Perhaps we’re to believe that Glass’s motive was some postmodern freeplay of genres. But the text itself – straightforward in structure and tone, with a readable but lacklustre prose style – offers no support for that theory. The more likely explanation is that the first-time author simply sought to dodge the rigours of reporting events as they happened, of getting the details right. Why sweat that stuff, when instead you can rely on the kind of invented flourishes that made you a hotshot reporter in the first place?
There is nothing inherently wrong with that decision. But it means that the reader of The Fabulist ends up feeling like a New Republic fact-checker going back to one of Glass’s phony stories, constantly separating the verifiable bits from the implausible details. An unfair way to read a novel? Maybe so, but given the book’s marketing strategy, I don’t think Glass or his publisher can get away with that complaint.
In any case, the larger problem is that in The Fabulist, Glass consistently puts the freedom of fiction to misguided and self-serving uses. Take his frequent reliance on outlandish set pieces: in one, he slaps on his girlfriend’s makeup to get “in character” while inventing a fake source; in another, he pretends to be deaf to avoid an awkward moment and is forced to maintain the deception throughout an airline ride. These episodes strain desperately for comic effect and usually fall flat.

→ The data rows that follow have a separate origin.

//! Unit-of-work driver running `annovar`, `gff3` and `annofit` with resume.

use std::{
    path::{Path, PathBuf},
    time::Instant,
};

use anyhow::Context;
use clap::Parser;
use serde::{Deserialize, Serialize};

use crate::{
    annofit::{self, FilteringMode},
    common::{
        self, contigs::ContigIndex, io::open_read_maybe_gz, table::Table, GenomeRelease,
        RunContext,
    },
    curebase::{
        annotator::{
            AnnotationSources, AnnotatorRequestBuilder, AnnovarDatabase, OverlapAnnotator,
            TableAnnovar,
        },
        gff3::DatabaseDescriptor,
        merge_databases, MergeInputs,
    },
    err::AppError,
};

/// The pipeline stages in execution order.
#[derive(Debug, Clone, Copy, PartialEq, Eq, strum::Display, strum::EnumString)]
pub enum Stage {
    #[strum(serialize = "annovar")]
    Annovar,
    #[strum(serialize = "gff3")]
    Gff3,
    #[strum(serialize = "annofit")]
    Annofit,
}

/// Unit-of-work descriptor, persisted as JSON after each completed stage.
#[derive(Serialize, Deserialize, Debug, Clone, PartialEq, Default)]
pub struct Unit {
    #[serde(alias = "ID")]
    pub id: String,
    #[serde(alias = "OutputDir")]
    pub output_dir: String,
    /// Input VCF, possibly gzipped.
    pub vcf: String,
    #[serde(default)]
    pub genome_release: GenomeRelease,
    pub reference_fai: String,
    pub annovar_dir: String,
    /// ANNOVAR database directory, `humandb` in the installation by default.
    #[serde(default)]
    pub annovar_db_dir: Option<String>,
    #[serde(default)]
    pub annovar_databases: Vec<AnnovarDatabase>,
    /// Custom interval databases, skipped when empty.
    #[serde(default)]
    pub gff3: Vec<DatabaseDescriptor>,
    #[serde(default)]
    pub gff3_dir: Option<String>,
    pub hgmd: String,
    pub xref: String,
    #[serde(default)]
    pub lookup: Option<String>,
    #[serde(default)]
    pub annofit_config: Option<String>,
    #[serde(default)]
    pub threads: Option<usize>,
    /// Names of completed stages.
    #[serde(default, alias = "Stage")]
    pub stage: Vec<String>,
}

impl Unit {
    pub fn load<P: AsRef<Path>>(path: P) -> Result<Self, anyhow::Error> {
        let reader = open_read_maybe_gz(path.as_ref())?;
        serde_json::from_reader(reader)
            .map_err(|e| anyhow::anyhow!("problem parsing unit {:?}: {}", path.as_ref(), e))
    }

    /// Write to a temporary file next to `path`, then rename it over `path`.
    pub fn save<P: AsRef<Path>>(&self, path: P) -> Result<(), anyhow::Error> {
        let path = path.as_ref();
        let dir = path
            .parent()
            .filter(|p| !p.as_os_str().is_empty())
            .unwrap_or_else(|| Path::new("."));
        let tmp = tempfile::NamedTempFile::new_in(dir).map_err(|e| AppError::io(dir, e))?;
        let mut writer = std::io::BufWriter::new(tmp);
        serde_json::to_writer_pretty(&mut writer, self)?;
        let tmp = writer
            .into_inner()
            .map_err(|e| AppError::io(path, e.into_error()))?;
        tmp.persist(path).map_err(|e| AppError::io(path, e.error))?;
        Ok(())
    }

    pub fn is_done(&self, stage: Stage) -> bool {
        self.stage.iter().any(|s| *s == stage.to_string())
    }

    /// `path` with `~` and environment variables expanded.
    fn expand(path: &str) -> Result<PathBuf, anyhow::Error> {
        Ok(PathBuf::from(shellexpand::full(path)?.as_ref()))
    }

    fn output_path(&self, suffix: &str) -> Result<PathBuf, anyhow::Error> {
        Ok(Self::expand(&self.output_dir)?.join(format!("{}.{}", self.id, suffix)))
    }

    /// Intermediate merged annotation table.
    pub fn annovar_table(&self) -> Result<PathBuf, anyhow::Error> {
        self.output_path("annovar.tsv")
    }
}

/// Run `op` unless `stage` is recorded in `unit`; record it and persist the
/// unit to `path_unit` afterwards.  Returns whether `op` ran.
pub fn run_stage<F>(
    path_unit: &Path,
    unit: &mut Unit,
    stage: Stage,
    op: F,
) -> Result<bool, anyhow::Error>
where
    F: FnOnce(&Unit) -> Result<(), anyhow::Error>,
{
    if unit.is_done(stage) {
        tracing::info!("Stage {} already done, skipping", stage);
        return Ok(false);
    }
    let before_stage = Instant::now();
    tracing::info!("Running stage {}...", stage);
    op(unit).with_context(|| format!("stage {} failed", stage))?;
    unit.stage.push(stage.to_string());
    unit.save(path_unit)?;
    tracing::info!("... done with stage {} in {:?}", stage, before_stage.elapsed());
    Ok(true)
}

/// Command line arguments for `pipeline run` sub command.
#[derive(Parser, Debug, Clone)]
#[command(author, version, about = "Run the annotation pipeline for one unit", long_about = None)]
pub struct Args {
    /// Path to the unit descriptor JSON, updated in place.
    #[arg(long)]
    pub path_unit: String,
    /// Filtering mode of the final stage.
    #[arg(long, value_enum, default_value_t = FilteringMode::Full)]
    pub filtering: FilteringMode,
    /// Set the number of threads to use, overrides the unit.
    #[arg(long)]
    pub num_threads: Option<usize>,
}

fn stage_annovar(ctx: &RunContext, unit: &Unit) -> Result<(), anyhow::Error> {
    let annovar_dir = Unit::expand(&unit.annovar_dir)?;
    let db_dir = match &unit.annovar_db_dir {
        Some(path) => Unit::expand(path)?,
        None => annovar_dir.join("humandb"),
    };
    let request = AnnotatorRequestBuilder::default()
        .variants(Unit::expand(&unit.vcf)?)
        .db_dir(db_dir)
        .release(unit.genome_release)
        .sources(AnnotationSources {
            databases: unit.annovar_databases.clone(),
            gff3_files: Vec::new(),
        })
        .output(unit.annovar_table()?)
        .build()?;
    TableAnnovar::new(annovar_dir).annotate(ctx, &request)
}

fn stage_gff3(ctx: &RunContext, unit: &Unit) -> Result<(), anyhow::Error> {
    let annovar = TableAnnovar::new(Unit::expand(&unit.annovar_dir)?);
    let db_dir = match &unit.gff3_dir {
        Some(path) => Unit::expand(path)?,
        None => PathBuf::from("."),
    };
    let reference_fai = Unit::expand(&unit.reference_fai)?;
    let contigs = ContigIndex::from_path(&reference_fai)?;
    let path_table = unit.annovar_table()?;
    let primary = Table::read(&path_table)?;
    let merged = merge_databases(
        ctx,
        &annovar,
        &MergeInputs {
            databases: &unit.gff3,
            db_dir: &db_dir,
            contigs: &contigs,
            reference_name: &format!("{}", reference_fai.display()),
            variants: &Unit::expand(&unit.vcf)?,
            release: unit.genome_release,
        },
        primary,
    )?;
    merged.write(&path_table)
}

fn stage_annofit(
    args_common: &common::Args,
    unit: &Unit,
    filtering: FilteringMode,
    num_threads: Option<usize>,
) -> Result<(), anyhow::Error> {
    let path = |p: &PathBuf| format!("{}", p.display());
    let (variants, genes, lookup) = match filtering {
        FilteringMode::Full => (
            unit.output_path("variants.tsv")?,
            Some(path(&unit.output_path("genes.tsv")?)),
            None,
        ),
        FilteringMode::PassThrough => (
            unit.output_path("variants.unfiltered.tsv")?,
            None,
            Some(path(&unit.output_path("lookup.tsv")?)),
        ),
    };
    let args = annofit::Args {
        path_input: path(&unit.annovar_table()?),
        path_config: unit
            .annofit_config
            .as_deref()
            .map(Unit::expand)
            .transpose()?
            .map(|p| path(&p)),
        path_hgmd: path(&Unit::expand(&unit.hgmd)?),
        path_xref: path(&Unit::expand(&unit.xref)?),
        path_output_variants: path(&variants),
        path_output_genes: genes,
        path_lookup: unit
            .lookup
            .as_deref()
            .map(Unit::expand)
            .transpose()?
            .map(|p| path(&p)),
        path_output_lookup: lookup,
        filtering,
        genome_release: unit.genome_release,
        num_threads,
    };
    annofit::run(args_common, &args)
}

/// Main entry point for `pipeline run` sub command.
pub fn run(args_common: &common::Args, args: &Args) -> Result<(), anyhow::Error> {
    let before_anything = Instant::now();
    tracing::info!("args_common = {:?}", &args_common);
    tracing::info!("args = {:?}", &args);

    let path_unit = PathBuf::from(&args.path_unit);
    let mut unit = Unit::load(&path_unit)?;
    let num_threads = args.num_threads.or(unit.threads);
    let ctx = RunContext::new(num_threads)?;
    std::fs::create_dir_all(Unit::expand(&unit.output_dir)?)
        .map_err(|e| AppError::io(&unit.output_dir, e))?;

    run_stage(&path_unit, &mut unit, Stage::Annovar, |unit| {
        stage_annovar(&ctx, unit)
    })?;
    if unit.gff3.is_empty() {
        tracing::info!("No custom databases, skipping stage {}", Stage::Gff3);
    } else {
        run_stage(&path_unit, &mut unit, Stage::Gff3, |unit| stage_gff3(&ctx, unit))?;
    }
    run_stage(&path_unit, &mut unit, Stage::Annofit, |unit| {
        stage_annofit(args_common, unit, args.filtering, num_threads)
    })?;

    tracing::info!(
        "All of `pipeline run` for {} completed in {:?}",
        &unit.id,
        before_anything.elapsed()
    );
    Ok(())
}

#[cfg(test)]
mod test {
    use std::cell::Cell;

    use pretty_assertions::assert_eq;
    use temp_testdir::TempDir;

    use super::{Stage, Unit};

    fn unit() -> Unit {
        Unit {
            id: String::from("S1"),
            output_dir: String::from("/tmp/out"),
            vcf: String::from("S1.vcf.gz"),
            reference_fai: String::from("ref.fa.fai"),
            annovar_dir: String::from("~/annovar"),
            hgmd: String::from("hgmd.tsv"),
            xref: String::from("xref.tsv"),
            ..Default::default()
        }
    }

    #[test]
    fn second_run_skips_done_stages() -> Result<(), anyhow::Error> {
        let tmp_dir = TempDir::default();
        let path_unit = tmp_dir.join("unit.json");
        let mut unit = unit();
        let calls = Cell::new(0);

        let ran = super::run_stage(&path_unit, &mut unit, Stage::Annovar, |_| {
            calls.set(calls.get() + 1);
            Ok(())
        })?;
        assert!(ran);

        let mut reloaded = Unit::load(&path_unit)?;
        assert_eq!(reloaded.stage, vec!["annovar"]);
        let ran = super::run_stage(&path_unit, &mut reloaded, Stage::Annovar, |_| {
            calls.set(calls.get() + 1);
            Ok(())
        })?;

        assert!(!ran);
        assert_eq!(calls.get(), 1);

        Ok(())
    }

    #[test]
    fn failed_stage_is_not_recorded() -> Result<(), anyhow::Error> {
        let tmp_dir = TempDir::default();
        let path_unit = tmp_dir.join("unit.json");
        let mut unit = unit();

        let res = super::run_stage(&path_unit, &mut unit, Stage::Gff3, |_| {
            anyhow::bail!("boom")
        });

        assert!(res.is_err());
        assert!(!unit.is_done(Stage::Gff3));
        assert!(!path_unit.exists());

        Ok(())
    }

    #[test]
    fn save_replaces_unit_in_place() -> Result<(), anyhow::Error> {
        let tmp_dir = TempDir::default();
        let path_unit = tmp_dir.join("unit.json");
        std::fs::write(&path_unit, "{ truncated")?;
        let mut unit = unit();
        unit.stage = vec![String::from("annovar"), String::from("gff3")];

        unit.save(&path_unit)?;

        assert_eq!(Unit::load(&path_unit)?, unit);
        let entries = std::fs::read_dir(&*tmp_dir)?
            .map(|e| e.map(|e| e.file_name()))
            .collect::<Result<Vec<_>, _>>()?;
        assert_eq!(entries, vec![std::ffi::OsString::from("unit.json")]);

        Ok(())
    }

    #[test]
    fn load_accepts_pascal_case_keys() -> Result<(), anyhow::Error> {
        let tmp_dir = TempDir::default();
        let path_unit = tmp_dir.join("unit.json");
        std::fs::write(
            &path_unit,
            r#"{"ID": "S2", "OutputDir": "/data/S2", "vcf": "S2.vcf", "reference_fai": "r.fai",
                "annovar_dir": "/opt/annovar", "hgmd": "h.tsv", "xref": "x.tsv",
                "genome_release": "grch38", "Stage": ["annovar"]}"#,
        )?;

        let unit = Unit::load(&path_unit)?;

        assert_eq!(unit.id, "S2");
        assert_eq!(unit.genome_release, crate::common::GenomeRelease::Grch38);
        assert!(unit.is_done(Stage::Annovar));
        assert!(!unit.is_done(Stage::Annofit));
        assert_eq!(
            unit.annovar_table()?,
            std::path::PathBuf::from("/data/S2/S2.annovar.tsv")
        );

        Ok(())
    }
}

More troubling are the portrayals of Glass’s fellow journalists. After Glass is fired, he and his family and friends are stalked mercilessly by scoop-seekers. Even as our hero professes remorse for his own sins (to us, anyway – never to those he’s actually sinned against), his tormentors are invariably shown to be mean-spirited, sanctimonious, and hypocritical. Robert Underwood, for example, parlays the Glass scandal into a book deal for himself; I’m not aware that his real-life counterpart did any such thing. In the climax of The Fabulist, one former friend is so desperate for a quote from Glass that he invades a veterinarian’s office and threatens a sick dog.
Like much of the book, this would ring false – contrived and cheesy – even to a reader who knew nothing of the author’s past. But it’s also worth noting that had Glass written a non-fiction book, it’s doubtful that he could have pointed to any real incident that would have made his foes look so pathetic. And he certainly wouldn’t have been able to give himself this climactic pseudo-insightful speech in a moment of crisis: “[A]ccuracy’s not all that you’re looking for. Journalists always say it is, but it’s almost never true. You’re looking for a good story; accuracy’s only half of it.”
And what of Stephen Glass? The obvious appeal of a book like this is the chance for an inside glimpse of the mental processes that led to his elaborate deceptions. But after five years of reflection, Glass’s epiphany is strictly banal: he just wanted to be loved. The Fabulist fails as a novel, to be sure, but if it really does represent everything its author has learned about himself, then it seems to have had little therapeutic value either.